The arrest, detention and subsequent threatened deportation of Dr Mohamed Haneef represents a clear miscarriage of justice as a direct result of suppressing vital evidence which could not be challenged by the defence.  The issue was compounded by the actions of the then Federal Government and the Commissioner of the Australian Federal Police (“AFP”) by leaking select pieces of information to the public in the guise of evidence to prove Dr Haneef’s guilt.

Courts do have legal authority to order certain information or evidence to be suppressed in the public interest, particularly for national security.  However, in the Haneef affair, it is unclear that such an order was warranted given the lack of evidence on which the accused was charged.  What has become clear is that the political motivations behind suppressing the evidence was greater than any danger that Dr Haneef posed for the community.

The Haneef case raises a number of questions relating to the legitimacy of suppressing evidence, particularly in relation to criminal matters where the consequences are great.  This discussion seeks to examine the various grounds for suppressing evidence and in doing so, argues that suppression of evidence is an abrogation of the rule of law and can lead to a violation of human rights.

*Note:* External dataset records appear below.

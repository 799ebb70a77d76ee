//! Components attached to scene entities.
//!
//! A mesh entity carries a [`Transform`](crate::Transform), a [`Sphere`] and a
//! [`Material`]. A light entity carries a single [`Light`].

use glam::Vec3;

use crate::color::Color;
use crate::texture::TextureImage;

/// Sphere geometry description.
///
/// The GPU mesh is generated from this on first draw and shared by every
/// entity with the same parameters.
#[derive(Clone, Copy, Debug, PartialEq, Eq, Hash)]
pub struct Sphere {
    /// Radius in world units, stored as bits so the shape can key a cache.
    radius_bits: u32,
    /// Divisions around the equator.
    pub width_segments: u32,
    /// Divisions from pole to pole.
    pub height_segments: u32,
}

impl Sphere {
    /// The globe used everywhere in the scene: radius 3, 64x64 segments.
    pub const GLOBE: Sphere = Sphere::new(3.0, 64, 64);

    pub const fn new(radius: f32, width_segments: u32, height_segments: u32) -> Self {
        Self {
            radius_bits: radius.to_bits(),
            width_segments,
            height_segments,
        }
    }

    pub fn radius(&self) -> f32 {
        f32::from_bits(self.radius_bits)
    }
}

/// How a material combines with what is already on screen.
#[derive(Clone, Copy, Debug, Default, PartialEq, Eq)]
pub enum Blending {
    /// Standard alpha blending.
    #[default]
    Normal,
    /// Source color is added to the destination, scaled by alpha.
    Additive,
}

/// Surface description of a mesh.
///
/// Every field is mutable in place; tweens write `color` and `opacity`, the
/// choreography attaches `map` once a texture arrives.
#[derive(Clone, Debug)]
pub struct Material {
    /// Base color, multiplied with the texture when one is attached.
    pub color: Color,
    /// Optional color texture.
    pub map: Option<TextureImage>,
    /// Opacity in `[0, 1]`. Only honoured when `transparent` is set.
    pub opacity: f32,
    /// Whether the material is drawn with its opacity.
    pub transparent: bool,
    pub blending: Blending,
    /// Surface roughness in `[0, 1]`; lower values give a tighter highlight.
    pub roughness: f32,
}

impl Default for Material {
    fn default() -> Self {
        Self {
            color: Color::WHITE,
            map: None,
            opacity: 1.0,
            transparent: false,
            blending: Blending::Normal,
            roughness: 1.0,
        }
    }
}

impl Material {
    /// Plain colored, opaque material.
    pub fn colored(color: Color) -> Self {
        Self {
            color,
            ..Default::default()
        }
    }

    pub fn roughness(mut self, roughness: f32) -> Self {
        self.roughness = roughness.clamp(0.0, 1.0);
        self
    }

    pub fn transparent(mut self, opacity: f32) -> Self {
        self.transparent = true;
        self.opacity = opacity;
        self
    }

    pub fn blending(mut self, blending: Blending) -> Self {
        self.blending = blending;
        self
    }

    pub fn map(mut self, texture: TextureImage) -> Self {
        self.map = Some(texture);
        self
    }

    /// Alpha the renderer should use.
    pub fn effective_opacity(&self) -> f32 {
        if self.transparent {
            self.opacity.clamp(0.0, 1.0)
        } else {
            1.0
        }
    }
}

/// The kind of a light and its placement.
#[derive(Clone, Copy, Debug, PartialEq)]
pub enum LightKind {
    /// Uniform light from every direction.
    Ambient,
    /// Omni light at a position. `distance` is where its contribution reaches zero.
    Point { position: Vec3, distance: f32 },
    /// Parallel light shining from `position` towards the origin.
    Directional { position: Vec3 },
}

/// A light source in the scene.
#[derive(Clone, Copy, Debug, PartialEq)]
pub struct Light {
    pub kind: LightKind,
    pub color: Color,
    pub intensity: f32,
}

impl Light {
    pub fn ambient(color: Color, intensity: f32) -> Self {
        Self {
            kind: LightKind::Ambient,
            color,
            intensity,
        }
    }

    pub fn point(color: Color, intensity: f32, position: Vec3, distance: f32) -> Self {
        Self {
            kind: LightKind::Point { position, distance },
            color,
            intensity,
        }
    }

    pub fn directional(color: Color, intensity: f32, position: Vec3) -> Self {
        Self {
            kind: LightKind::Directional { position },
            color,
            intensity,
        }
    }
}

#[cfg(test)]
mod tests {
    use super::*;

    #[test]
    fn globe_shape() {
        assert_eq!(Sphere::GLOBE.radius(), 3.0);
        assert_eq!(Sphere::GLOBE.width_segments, 64);
        assert_eq!(Sphere::GLOBE, Sphere::new(3.0, 64, 64));
    }

    #[test]
    fn opacity_only_counts_when_transparent() {
        let mut material = Material::colored(Color::WHITE);
        material.opacity = 0.2;
        assert_eq!(material.effective_opacity(), 1.0);

        let faded = Material::colored(Color::WHITE).transparent(0.2);
        assert_eq!(faded.effective_opacity(), 0.2);
    }
}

The Haneef Affair – Background

On 2 July 2007,  Dr Haneef was arrested at Brisbane Airport and detained by the Australian Federal Police until 14 July without charge by virtue of Part 1C of the Crimes Act 1914 (Cth).[1]  While in custody on 14 July, Dr Haneef was charged with an offence under the Criminal Code 1901 (Cth)[2] in violation of anti-terrorism provisions that he allegedly provided a SIM card to suspected terrorists in the United Kingdom.  What followed was a series of court appearances and arguments from the police that Dr Haneef should remain in custody while police carry out further investigations.[3]

Much of the argument presented by the prosecution was argued in secret without the defence being allowed to be present to hear specific evidence put to the magistrate.[4]  The reasons for this was argued on the basis that much of the evidence was sensitive and disclosure could jeopardise investigations already underway in Australia and overseas.[5]  Despite the prosecution formally withdrawing the charges, Dr Haneef’s work visa was subsequently cancelled by the then Minister for Immigration Kevin Andrews on the basis that Dr Haneef was of bad character.[6]  This meant that Dr Haneef could be detained in immigration detention under the Migration Act 1958 (Cth).[7]

The Current Law of Evidentiary Non-Disclosure

The legal basis for the suppression of information is generally argued in the pretext of public policy since on the basis that it is not in the public interest to disclose all relevant information in court proceedings in all situations.[8]  Courts must then balance the public interest against the interest of the administration of justice.[9]  The issue for the courts is further compounded when the Crown is seeking to suppress evidence, the grounds for which give the appearance of being politically motivated[10] or over zealous paranoia.[11]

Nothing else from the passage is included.